*Your task:* Where the word "FieldsetSummary" shows up in the entries below, please copy the whole line.

*Dataset:*
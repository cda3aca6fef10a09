//! Leaf collection and fieldset aggregation
//!
//! Everything here is a fresh derivation over the caller's current field
//! tree: nothing is cached between calls, and a call never fails. A model
//! key with no matching accessor just contributes nothing.
//!
//! Only leaves are collected. Messages on the walk root itself describe
//! cross-field rules ("these fields, together, are wrong") and are read
//! separately through [`root_messages`].

use crate::message::{self, LiveRegionRole, Partition, Severity, ValidationMessage};
use crate::snapshot::FieldSnapshot;
use crate::strategy::{
    DisplayStrategy, SubmissionStatus, should_show_errors, should_show_warnings,
};
use crate::tree::{FieldPath, TreeNode};
use crate::walker::Walker;
use serde::Serialize;
use serde_json::Value;

// ============================================================================
// VISIBILITY RESULT
// ============================================================================

/// One leaf message tagged with its current visibility.
#[derive(Debug, Clone, PartialEq, Eq, Serialize)]
pub struct VisibilityResult {
    /// Leaf the message was read from, relative to the walk root.
    pub path: FieldPath,
    /// The message itself.
    pub message: ValidationMessage,
    /// Whether the leaf's errors are currently shown.
    pub visible: bool,
}

impl VisibilityResult {
    /// Severity of the wrapped message.
    #[must_use]
    pub fn severity(&self) -> Severity {
        self.message.severity()
    }
}

/// Iterates the results that are currently visible.
pub fn visible_only(results: &[VisibilityResult]) -> impl Iterator<Item = &VisibilityResult> {
    results.iter().filter(|r| r.visible)
}

/// Every leaf message under `root`, in model order, tagged with
/// [`should_show_errors`] of its leaf.
///
/// # Examples
///
/// ```
/// use error_visibility::aggregate::collect_leaf_messages;
/// use error_visibility::message::ValidationMessage;
/// use error_visibility::strategy::{DisplayStrategy, SubmissionStatus};
/// use error_visibility::tree::{FieldNode, parse_path};
/// use serde_json::json;
///
/// let model = json!({"a": {"b": "", "c": "x"}});
/// let mut tree = FieldNode::mirror(&model);
/// tree.get_mut(&parse_path("a.b"))
///     .unwrap()
///     .state_mut()
///     .errors
///     .push(ValidationMessage::new("required"));
///
/// let results = collect_leaf_messages(
///     &&tree,
///     &model,
///     DisplayStrategy::OnTouch,
///     SubmissionStatus::Unsubmitted,
/// );
/// assert_eq!(results.len(), 1);
/// assert_eq!(results[0].path.to_string(), "a.b");
/// assert!(!results[0].visible);
/// ```
#[must_use]
pub fn collect_leaf_messages<N: TreeNode>(
    root: &N,
    model: &Value,
    strategy: DisplayStrategy,
    submission: SubmissionStatus,
) -> Vec<VisibilityResult> {
    collect_leaf_messages_with(Walker::new(), root, model, strategy, submission)
}

pub(crate) fn collect_leaf_messages_with<N: TreeNode>(
    walker: Walker,
    root: &N,
    model: &Value,
    strategy: DisplayStrategy,
    submission: SubmissionStatus,
) -> Vec<VisibilityResult> {
    let mut results = Vec::new();
    let mut leaves = 0usize;

    walker.walk_leaves(root, model, |node, _, path| {
        leaves += 1;
        let snapshot = node.snapshot();
        let visible = should_show_errors(&snapshot, strategy, submission);
        results.extend(snapshot.errors().into_iter().map(|message| VisibilityResult {
            path: path.clone(),
            message,
            visible,
        }));
    });

    tracing::debug!(
        %strategy,
        %submission,
        leaves,
        messages = results.len(),
        visible = visible_only(&results).count(),
        "collected leaf messages"
    );
    results
}

/// Messages attached to `root` itself, split by severity.
///
/// These are the cross-field messages that
/// [`collect_leaf_messages`] leaves out.
#[must_use]
pub fn root_messages<N: TreeNode>(root: &N) -> Partition {
    root.snapshot().partitioned_errors()
}

// ============================================================================
// FLAG COMBINATION
// ============================================================================

/// Derived flag that is true iff any of `flags` is true.
///
/// The inputs are re-read on every call, so the combined flag always
/// reflects their current values. With no inputs it is always false.
///
/// # Examples
///
/// ```
/// use error_visibility::aggregate::combine_visibility;
/// use std::cell::Cell;
///
/// let email = Cell::new(false);
/// let phone = Cell::new(false);
/// let email_flag = || email.get();
/// let phone_flag = || phone.get();
/// let flags: [&dyn Fn() -> bool; 2] = [&email_flag, &phone_flag];
/// let banner = combine_visibility(flags);
///
/// assert!(!banner());
/// phone.set(true);
/// assert!(banner());
/// ```
pub fn combine_visibility<I, F>(flags: I) -> impl Fn() -> bool
where
    I: IntoIterator<Item = F>,
    F: Fn() -> bool,
{
    let flags: Vec<F> = flags.into_iter().collect();
    move || flags.iter().any(|flag| flag())
}

// ============================================================================
// FIELDSET SUMMARY
// ============================================================================

/// Group-level state folded over every leaf of a fieldset.
#[derive(Debug, Clone, Default, PartialEq, Eq, Serialize)]
pub struct FieldsetSummary {
    /// Any leaf touched.
    pub touched: bool,
    /// Any leaf dirty.
    pub dirty: bool,
    /// Any leaf invalid.
    pub invalid: bool,
    /// Any leaf with validation in flight.
    pub pending: bool,
    /// Blocking messages of all leaves, concatenated in model order.
    pub errors: Vec<ValidationMessage>,
    /// Warnings of all leaves, concatenated in model order.
    pub warnings: Vec<ValidationMessage>,
    /// Any leaf currently showing its errors; drives the group banner.
    pub show_errors: bool,
    /// Any leaf currently showing its warnings.
    pub show_warnings: bool,
}

impl FieldsetSummary {
    /// Returns true if no leaf is invalid.
    #[must_use]
    pub fn is_valid(&self) -> bool {
        !self.invalid
    }

    /// Returns true if any leaf carries a warning.
    #[must_use]
    pub fn has_warnings(&self) -> bool {
        !self.warnings.is_empty()
    }

    /// Number of blocking messages.
    #[must_use]
    pub fn error_count(&self) -> usize {
        self.errors.len()
    }

    /// Number of warnings.
    #[must_use]
    pub fn warning_count(&self) -> usize {
        self.warnings.len()
    }

    /// Role for the group's live region, given what is currently shown.
    ///
    /// Visible blocking errors win over visible warnings.
    #[must_use]
    pub fn live_region_role(&self) -> Option<LiveRegionRole> {
        if self.show_errors && !self.errors.is_empty() {
            Some(Severity::Blocking.live_region_role())
        } else if self.show_warnings && !self.warnings.is_empty() {
            Some(Severity::Warning.live_region_role())
        } else {
            None
        }
    }
}

/// Folds every leaf under `root` into one [`FieldsetSummary`].
///
/// Flags are OR-ed. Messages are concatenated, not de-duplicated: the same
/// kind on two different leaves is two messages to render.
#[must_use]
pub fn aggregate_fieldset<N: TreeNode>(
    root: &N,
    model: &Value,
    strategy: DisplayStrategy,
    submission: SubmissionStatus,
) -> FieldsetSummary {
    aggregate_fieldset_with(Walker::new(), root, model, strategy, submission)
}

pub(crate) fn aggregate_fieldset_with<N: TreeNode>(
    walker: Walker,
    root: &N,
    model: &Value,
    strategy: DisplayStrategy,
    submission: SubmissionStatus,
) -> FieldsetSummary {
    let mut summary = FieldsetSummary::default();

    walker.walk_leaves(root, model, |node, _, _| {
        let snapshot = node.snapshot();
        summary.touched |= snapshot.touched();
        summary.dirty |= snapshot.dirty();
        summary.invalid |= snapshot.invalid();
        summary.pending |= snapshot.pending();
        summary.show_errors |= should_show_errors(&snapshot, strategy, submission);
        summary.show_warnings |= should_show_warnings(&snapshot, strategy, submission);

        let split = message::partition(&snapshot.errors());
        summary.errors.extend(split.blocking);
        summary.warnings.extend(split.warnings);
    });

    tracing::debug!(
        %strategy,
        %submission,
        invalid = summary.invalid,
        errors = summary.errors.len(),
        warnings = summary.warnings.len(),
        show_errors = summary.show_errors,
        "aggregated fieldset"
    );
    summary
}

// ============================================================================
// TESTS
// ============================================================================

*Written reply:*
pub struct FieldsetSummary {
impl FieldsetSummary {
/// Folds every leaf under `root` into one [`FieldsetSummary`].
) -> FieldsetSummary {
) -> FieldsetSummary {
    let mut summary = FieldsetSummary::default();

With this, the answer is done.